Hyperbaric chambers work by increasing the pressure outside the body, and they’re commonly used to treat breathing-related conditions. First, the lungs work less to breathe because the air pressure is so much greater that air forces itself in. Second, at higher pressures, oxygen is more soluble, so every breath gets more oxygen into the bloodstream. And higher levels of blood oxygenation, according to the Mayo Clinic, can “promote healing and fight infection.”

“Hyperbaric oxygen [therapy] is known to reduce inflammation,” said Dr. Reynolds, which could mitigate the effects of ARDS, too. Unfortunately, hyperbaric chambers are not common and are only used in very specific medical and diving-related scenarios. “There are not anywhere near enough hyperbaric chambers to cope with thousands of patients,” said Dr. Reynolds. Since it’s impractical to quickly mass-produce these chambers, Reynolds and his team started looking for alternatives.

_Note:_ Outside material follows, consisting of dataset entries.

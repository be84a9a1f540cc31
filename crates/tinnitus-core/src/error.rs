//! Core error types for tinnitus-core.
//!
//! The state machines themselves never fail: wrong answers are domain
//! outcomes and stray input is rejected through return values. These
//! errors cover construction inputs and configuration loading.

use std::path::PathBuf;
use thiserror::Error;

/// Core error type for tinnitus-core.
#[derive(Error, Debug)]
pub enum CoreError {
    /// Configuration-related errors
    #[error("Configuration error: {0}")]
    Config(#[from] ConfigError),

    /// Validation errors
    #[error("Validation error: {0}")]
    Validation(#[from] ValidationError),

    /// Serialization errors
    #[error("JSON error: {0}")]
    Json(#[from] serde_json::Error),
}

/// Configuration-specific errors.
#[derive(Error, Debug)]
pub enum ConfigError {
    /// Failed to read the configuration file
    #[error("Failed to load configuration from {path}: {message}")]
    LoadFailed { path: PathBuf, message: String },

    /// Failed to parse configuration
    #[error("Failed to parse configuration at {path}: {message}")]
    ParseFailed { path: PathBuf, message: String },

    /// Invalid configuration value
    #[error("Invalid configuration value for '{key}': {message}")]
    InvalidValue { key: String, message: String },

    /// Lookup of a key that does not exist
    #[error("Unknown configuration key: {0}")]
    UnknownKey(String),
}

/// Validation errors.
#[derive(Error, Debug, Clone, PartialEq, Eq)]
pub enum ValidationError {
    /// Empty collection
    #[error("Empty collection: {0}")]
    EmptyCollection(String),

    /// Value outside its allowed range
    #[error("Value {value} for '{field}' is outside {min}..={max}")]
    OutOfRange {
        field: String,
        value: i64,
        min: i64,
        max: i64,
    },

    /// Duplicate entry in a collection that must stay distinct
    #[error("Duplicate {value} in {collection}")]
    Duplicate { collection: String, value: String },

    /// Invalid value
    #[error("Invalid value for '{field}': {message}")]
    InvalidValue { field: String, message: String },
}

impl ValidationError {
    pub(crate) fn out_of_range(field: &str, value: i64, min: i64, max: i64) -> Self {
        ValidationError::OutOfRange {
            field: field.to_string(),
            value,
            min,
            max,
        }
    }
}

/// Result type alias for CoreError
pub type Result<T, E = CoreError> = std::result::Result<T, E>;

Enter the grounded aircraft.

When a plane is in flight, it reaches heights where the air is very thin, and the air pressure is far weaker than at sea level. That means it’s doubly hard for a person to breathe at altitude, so planes are pressurized to near sea-level. Since planes aren’t in use, can already adjust their internal pressure and have oxygen routing capabilities, it’s plausible that they’d do the job. 

Reynolds suggests having a series of beds inside the cabin, with medical professionals in attendance, just like a normal ward. There would be a 90-minute cycle in which the cabin pressure would be increased to between 1.6 and 2 atmospheres. During this time, each patient would be breathing high-pressure oxygen through a mask in the hope of improving their condition. At the end of each 90-minute cycle, the plane would be depressurized and staff and equipment could move in and out as required.

Dr. Gerado Bosco is a professor at the University of Padua, specializing in hyperbaric therapy and biomechanics. He is one of a handful of researchers waiting for approval to begin testing hyperbaric oxygen therapy to treat COVID-19 patients. In trials, his team would expose patients to different pressures in 90-minute cycles and examine their response. The hope is that patients find it easier to breathe, their ARDS is mitigated and their immune response improves. 

He says that the plan to use grounded aircraft as hyperbaric treatment centers is “intriguing,” but that it’s far too early to comment. He does believe that, if the treatment is successful in trials, it may lead to a “tremendous decrease in ventilatory response.” 

The International Hyperbarics Association has published information relating to a study from Wuhan, China. According to the report, which we have not yet been able to confirm, Dr. Zhong Yangling, treated five COVID-19 patients, two in critical condition, with hyperbaric oxygen therapy. All of them showed signs of hypoxia before the course started, and all five are said to have improved after the first two sessions. 

A study is being prepared in the US, and Dr. Bosco’s Italian study is working in partnership with a Canadian trial led by Dr. Rita Katznelson at Toronto General Hospital. The latter has started a JustGiving page to get funding for the trial -- and hopes to raise $250,000 (USD). 

As for the planes themselves, Technion University Aerospace researcher Neta Blum says it is possible to pressurize a cabin to up to 2.5atm if boosted by the pressure at sea level. She mentioned the one issue may be that repeated cycles of pressurizing and depressurizing the cabin could cause “fatigue cracks” in the plane’s fuselage. That may deter airlines from loaning their craft to the effort, especially if it renders them unusable in future. 

But nothing can, or should, be done until the science -- which, at present, is pretty flimsy -- is properly tested. If those studies show promise, however, hyperbaric oxygen therapy may prove to be a vital tool in the fight against COVID-19.